Tuesday, May 29, 2007
Those wacky national costumes
Miss Thailand Universe Farung Yuthithum came in 11th place in this year's Miss Universe contest, in which Miss Japan, Riyo Mori, was crowned Miss Universe.
In a year of protests and a fall by Miss USA Rachel Smith (she still came in fifth place), there was plenty of trouble. The Mexico City pageant drew protests from women wearing white dresses splashed with blood, calling attention to the abuse of women. Miss Sweden was made to withdraw after protests in her country called the contest demeaning. Miss Mexico had to change out of her national costume, which was decorated with images of rebels in a 1920s religious uprising being hanged or shot.
Yes, those bizarre "national costumes", in which the contestants themselves (or their handlers) take a lot of creative license. For example, Miss USA dressed as a white-jumpsuited Elvis Presley lookalike. And Miss Thailand had a belly button-baring ethnic Hmong outfit.
Of course, back home in Thailand, cultural watchdogs were shocked, shocked, by Farung's choice of costume. The front page of the Thai daily Kom Chad Luek had a photo of Farung in her faux hilltribe get up, asking, "A national costume?"
Whatever it is, it is definitely not Thai, said Ladda Tangsupachai, director of the Ministry of Culture's ominously named Cultural Surveillance Centre.
The Thai national dress, Ladda stressed, must be Thai. It also must be in line with the official, royal designs and it must be used for proper occasions. She criticised Farung for failing to do her duty and show the outside world an authentic national Thai dress. Instead, Farung turned up in a sort of hybrid ethnic - read not Thai - costume.
There was outrage, yes, though not nearly the firestorm that was whipped up when Chotiros "Amy" Suriyawong wore that dress to the National Film Association Awards.

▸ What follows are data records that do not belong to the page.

//! End-to-end planning of a JSON batch with the dry-run executor.

use graphdb_loader::loader::{DryRunExecutor, Loader, Operation};
use graphdb_loader::types::CompilationBatch;

const BATCH: &str = r#"{
    "zeta": {
        "compiler": { "name": "solc", "version": "0.8.19" },
        "sources": [
            { "sourcePath": "contracts/Zeta.sol", "contents": "contract Zeta {}" },
            { "sourcePath": "contracts/Lib.sol", "contents": "library Lib {}" }
        ],
        "contracts": [
            {
                "contractName": "Zeta",
                "sourcePath": "contracts/Zeta.sol",
                "abi": [{ "type": "constructor", "inputs": [] }],
                "bytecode": {
                    "bytes": "6080604052",
                    "linkReferences": [{ "offsets": [4], "name": "Lib", "length": 20 }]
                },
                "deployedBytecode": { "bytes": "6080" },
                "sourceMap": "1:2:0",
                "deployedSourceMap": "3:4:0"
            }
        ]
    },
    "empty": { "sources": [{ "sourcePath": "x.sol", "contents": "" }] },
    "alpha": {
        "sources": [{ "sourcePath": "Alpha.sol", "contents": "contract Alpha {}" }],
        "contracts": [{ "contractName": "Alpha", "abi": [] }]
    }
}"#;

#[tokio::test]
async fn plan_follows_document_order() {
    let batch = CompilationBatch::from_json(BATCH).unwrap();
    let executor = DryRunExecutor::new();
    let loaded = Loader::default().load(&executor, &batch).await.unwrap();

    let keys: Vec<String> = executor
        .requests()
        .iter()
        .map(|r| format!("{}:{}", r.operation(), r.key()))
        .collect();
    assert_eq!(
        keys,
        vec![
            "sourcesAdd:zeta#0",
            "sourcesAdd:zeta#1",
            "bytecodesAdd:zeta#0",
            "sourcesAdd:alpha#0",
            "bytecodesAdd:alpha#0",
            "compilationsAdd:*",
        ]
    );

    let keys: Vec<&str> = loaded.compilations.iter().map(|c| c.key.as_str()).collect();
    assert_eq!(keys, vec!["zeta", "alpha"]);
    assert_eq!(loaded.get("alpha").unwrap().id.id, "compilation-2");
}

#[tokio::test]
async fn payloads_carry_records_and_derived_ids() {
    let batch = CompilationBatch::from_json(BATCH).unwrap();
    let executor = DryRunExecutor::new();
    Loader::default().load(&executor, &batch).await.unwrap();
    let requests = executor.requests();

    let bytecodes = &requests[2];
    assert_eq!(bytecodes.operation(), Operation::AddBytecodes);
    assert_eq!(bytecodes.record_count(), 2);
    let create = &bytecodes.variables()["bytecodes"][0];
    assert_eq!(create["bytes"], "6080604052");
    assert_eq!(create["linkReferences"][0]["name"], "Lib");
    assert_eq!(bytecodes.variables()["bytecodes"][1]["bytes"], "6080");

    let aggregate = requests.last().unwrap();
    let zeta = &aggregate.variables()["compilations"][0];
    assert_eq!(zeta["compiler"]["version"], "0.8.19");
    assert_eq!(
        zeta["sources"],
        serde_json::json!([{ "id": "source-1" }, { "id": "source-2" }])
    );
    let contract = &zeta["contracts"][0];
    assert_eq!(contract["name"], "Zeta");
    assert_eq!(contract["sourcePath"], "contracts/Zeta.sol");
    assert_eq!(contract["createBytecode"]["id"], "bytecode-1");
    assert_eq!(contract["callBytecode"]["id"], "bytecode-2");
    assert_eq!(contract["sourceMap"]["json"], "1:2:0");

    let alpha = &aggregate.variables()["compilations"][1];
    assert_eq!(alpha["sources"][0]["id"], "source-3");
    assert_eq!(alpha["contracts"][0]["createBytecode"]["id"], "bytecode-3");
}

#[test]
fn malformed_batch_is_an_input_error() {
    let err = CompilationBatch::from_json(r#"{ "a": { "sources": 3 } }"#).unwrap_err();
    assert!(err.to_string().starts_with("Invalid input batch"));
}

Still, it raises some troubling issues, points out Bangkok Post assistant editor Sanitsuda Ekachai, who says there's a narrow view of Thai identity that ignores the nation's cultural and ethnic diversity. She writes in a recent column:
This hegemonic history, perpetuated by all forms of popular media, has brainwashed society to believe that the country belongs to the ethnic Thai only, reducing other ethnic groups to 'outsiders'. This rigid, national identity forces ethnic groups to drop their ethnic names, adopt Buddhism and learn to speak Thai without an accent in order to be accepted as 'true' Thai.